Often when I find myself in need of a writing pick-me-up, I turn to the classic writers for inspiration.
Whatever their genre, these ten authors had a way of expressing an aspect of writing unlike any other. Whether the subject matter was the nature of writing (Roald Dahl), advice (Carl Sandburg), or simply a captured essence (Leonard Cohen), each of these master’s have something particularly profound to put you in the literary mood.
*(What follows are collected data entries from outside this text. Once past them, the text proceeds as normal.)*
// Copyright 2025 eraflo
//
// Licensed under the Apache License, Version 2.0 (the "License");
// you may not use this file except in compliance with the License.
// You may obtain a copy of the License at
//
//     http://www.apache.org/licenses/LICENSE-2.0
//
// Unless required by applicable law or agreed to in writing, software
// distributed under the License is distributed on an "AS IS" BASIS,
// WITHOUT WARRANTIES OR CONDITIONS OF ANY KIND, either express or implied.
// See the License for the specific language governing permissions and
// limitations under the License.

//! Metric identifiers, values and errors.

use serde::{Deserialize, Serialize};
use std::fmt;

/// Identifies a metric by namespace and name, e.g. `rhi:rhi_draw`.
#[derive(Debug, Clone, PartialEq, Eq, Hash, PartialOrd, Ord, Serialize, Deserialize)]
pub struct MetricId {
    /// The subsystem the metric belongs to.
    pub namespace: String,
    /// The metric name within the namespace.
    pub name: String,
}

impl MetricId {
    /// Creates an id.
    pub fn new(namespace: impl Into<String>, name: impl Into<String>) -> Self {
        Self {
            namespace: namespace.into(),
            name: name.into(),
        }
    }
}

impl fmt::Display for MetricId {
    fn fmt(&self, f: &mut fmt::Formatter<'_>) -> fmt::Result {
        write!(f, "{}:{}", self.namespace, self.name)
    }
}

/// The kind of a metric.
#[derive(Debug, Clone, Copy, PartialEq, Eq, Serialize, Deserialize)]
#[serde(rename_all = "snake_case")]
pub enum MetricKind {
    /// Monotonic count, reset explicitly.
    Counter,
    /// Last written value.
    Gauge,
    /// Distribution of observed values.
    Histogram,
}

/// Bucketed distribution of observations.
///
/// Only aggregates are kept, so a histogram fed every frame stays bounded.
#[derive(Debug, Clone, PartialEq, Serialize, Deserialize)]
pub struct HistogramSummary {
    /// Inclusive upper bounds of the buckets, ascending.
    pub bounds: Vec<f64>,
    /// Observations per bucket. The last entry counts values above every bound.
    pub counts: Vec<u64>,
    /// Number of observations.
    pub count: u64,
    /// Sum of observations.
    pub sum: f64,
    /// Smallest observation, `0.0` when empty.
    pub min: f64,
    /// Largest observation, `0.0` when empty.
    pub max: f64,
}

impl HistogramSummary {
    /// An empty histogram with the given bucket bounds.
    pub fn new(bounds: Vec<f64>) -> MetricsResult<Self> {
        if bounds.windows(2).any(|pair| pair[0] >= pair[1]) {
            return Err(MetricsError::InvalidBuckets(bounds));
        }
        let counts = vec![0; bounds.len() + 1];
        Ok(Self {
            bounds,
            counts,
            count: 0,
            sum: 0.0,
            min: 0.0,
            max: 0.0,
        })
    }

    /// Records one observation.
    pub fn observe(&mut self, value: f64) {
        let bucket = self
            .bounds
            .iter()
            .position(|&bound| value <= bound)
            .unwrap_or(self.bounds.len());
        self.counts[bucket] += 1;
        if self.count == 0 {
            self.min = value;
            self.max = value;
        } else {
            self.min = self.min.min(value);
            self.max = self.max.max(value);
        }
        self.count += 1;
        self.sum += value;
    }

    /// Mean of the observations, `0.0` when empty.
    pub fn mean(&self) -> f64 {
        if self.count == 0 {
            0.0
        } else {
            self.sum / self.count as f64
        }
    }

    fn clear(&mut self) {
        self.counts.iter_mut().for_each(|count| *count = 0);
        self.count = 0;
        self.sum = 0.0;
        self.min = 0.0;
        self.max = 0.0;
    }
}

/// The current value of a metric.
#[derive(Debug, Clone, PartialEq, Serialize, Deserialize)]
#[serde(rename_all = "snake_case")]
pub enum MetricValue {
    /// A counter.
    Counter(u64),
    /// A gauge.
    Gauge(f64),
    /// A histogram.
    Histogram(HistogramSummary),
}

impl MetricValue {
    /// The kind of this value.
    pub fn kind(&self) -> MetricKind {
        match self {
            MetricValue::Counter(_) => MetricKind::Counter,
            MetricValue::Gauge(_) => MetricKind::Gauge,
            MetricValue::Histogram(_) => MetricKind::Histogram,
        }
    }

    /// The counter value, if this is a counter.
    pub fn as_counter(&self) -> Option<u64> {
        match self {
            MetricValue::Counter(value) => Some(*value),
            _ => None,
        }
    }

    /// The gauge value, if this is a gauge.
    pub fn as_gauge(&self) -> Option<f64> {
        match self {
            MetricValue::Gauge(value) => Some(*value),
            _ => None,
        }
    }

    /// The histogram, if this is a histogram.
    pub fn as_histogram(&self) -> Option<&HistogramSummary> {
        match self {
            MetricValue::Histogram(summary) => Some(summary),
            _ => None,
        }
    }

    /// Returns the value to its initial state, keeping histogram buckets.
    pub fn reset(&mut self) {
        match self {
            MetricValue::Counter(value) => *value = 0,
            MetricValue::Gauge(value) => *value = 0.0,
            MetricValue::Histogram(summary) => summary.clear(),
        }
    }
}

/// Result alias for metric operations.
pub type MetricsResult<T> = Result<T, MetricsError>;

/// Errors raised by metric operations.
#[derive(Debug, Clone, PartialEq)]
pub enum MetricsError {
    /// No metric with this id is registered.
    NotFound(MetricId),
    /// The metric exists with a different kind.
    KindMismatch {
        /// The metric.
        id: MetricId,
        /// The kind the operation needs.
        expected: MetricKind,
        /// The kind that is registered.
        found: MetricKind,
    },
    /// Histogram bounds are not strictly ascending.
    InvalidBuckets(Vec<f64>),
}

impl fmt::Display for MetricsError {
    fn fmt(&self, f: &mut fmt::Formatter<'_>) -> fmt::Result {
        match self {
            MetricsError::NotFound(id) => write!(f, "Metric not found: {id}"),
            MetricsError::KindMismatch {
                id,
                expected,
                found,
            } => write!(f, "Metric {id} is a {found:?}, expected a {expected:?}"),
            MetricsError::InvalidBuckets(bounds) => {
                write!(f, "Histogram bounds must be strictly ascending: {bounds:?}")
            }
        }
    }
}

impl std::error::Error for MetricsError {}

#[cfg(test)]
mod tests {
    use super::*;
    use approx::assert_relative_eq;

    #[test]
    fn histogram_buckets_observations() {
        let mut histogram = HistogramSummary::new(vec![1.0, 5.0]).unwrap();
        histogram.observe(0.5);
        histogram.observe(5.0);
        histogram.observe(9.0);

        assert_eq!(histogram.counts, vec![1, 1, 1]);
        assert_eq!(histogram.count, 3);
        assert_relative_eq!(histogram.min, 0.5);
        assert_relative_eq!(histogram.max, 9.0);
        assert_relative_eq!(histogram.mean(), 14.5 / 3.0);
    }

    #[test]
    fn histogram_rejects_unsorted_bounds() {
        assert!(matches!(
            HistogramSummary::new(vec![2.0, 1.0]),
            Err(MetricsError::InvalidBuckets(_))
        ));
    }

    #[test]
    fn reset_keeps_the_kind() {
        let mut value = MetricValue::Counter(7);
        value.reset();
        assert_eq!(value, MetricValue::Counter(0));
        assert_eq!(MetricId::new("rhi", "rhi_draw").to_string(), "rhi:rhi_draw");
    }
}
“I don’t care if a reader hates one of my stories, just as long as he finishes the book.”
―Roald Dahl
“We are all apprentices in a craft where no one ever becomes a master.”
―Ernest Hemingway
“Beware of advice—even this.”
―Carl Sandburg
“Writing is not necessarily something to be ashamed of, but do it in private and wash your hands afterwards.”
—Robert A. Heinlein
“You have to write the book that wants to be written. And if the book will be too difficult for grown-ups, then you write it for children.”
―Madeleine L’Engle
“And by the way, everything in life is writable about if you have the outgoing guts to do it, and the imagination to improvise. The worst enemy to creativity is self-doubt.”
― Sylvia Plath
“The road to hell is paved with adverbs.”
― Stephen King
“A good novel tells us the truth about its hero; but a bad novel tells us the truth about its author.”
― G.K. Chesterton
“I have claimed that Escape is one of the main functions of fairy-stories, and since I do not disapprove of them, it is plain that I do not accept the tone of scorn or pity with which ‘Escape’ is now so often used. Why should a man be scorned if, finding himself in prison, he tries to get out and go home? Or if he cannot do so, he thinks and talks about other topics than jailers and prison-walls?”
― J.R.R. Tolkien
“Poetry is just the evidence of life. If your life is burning well, poetry is just the ash.”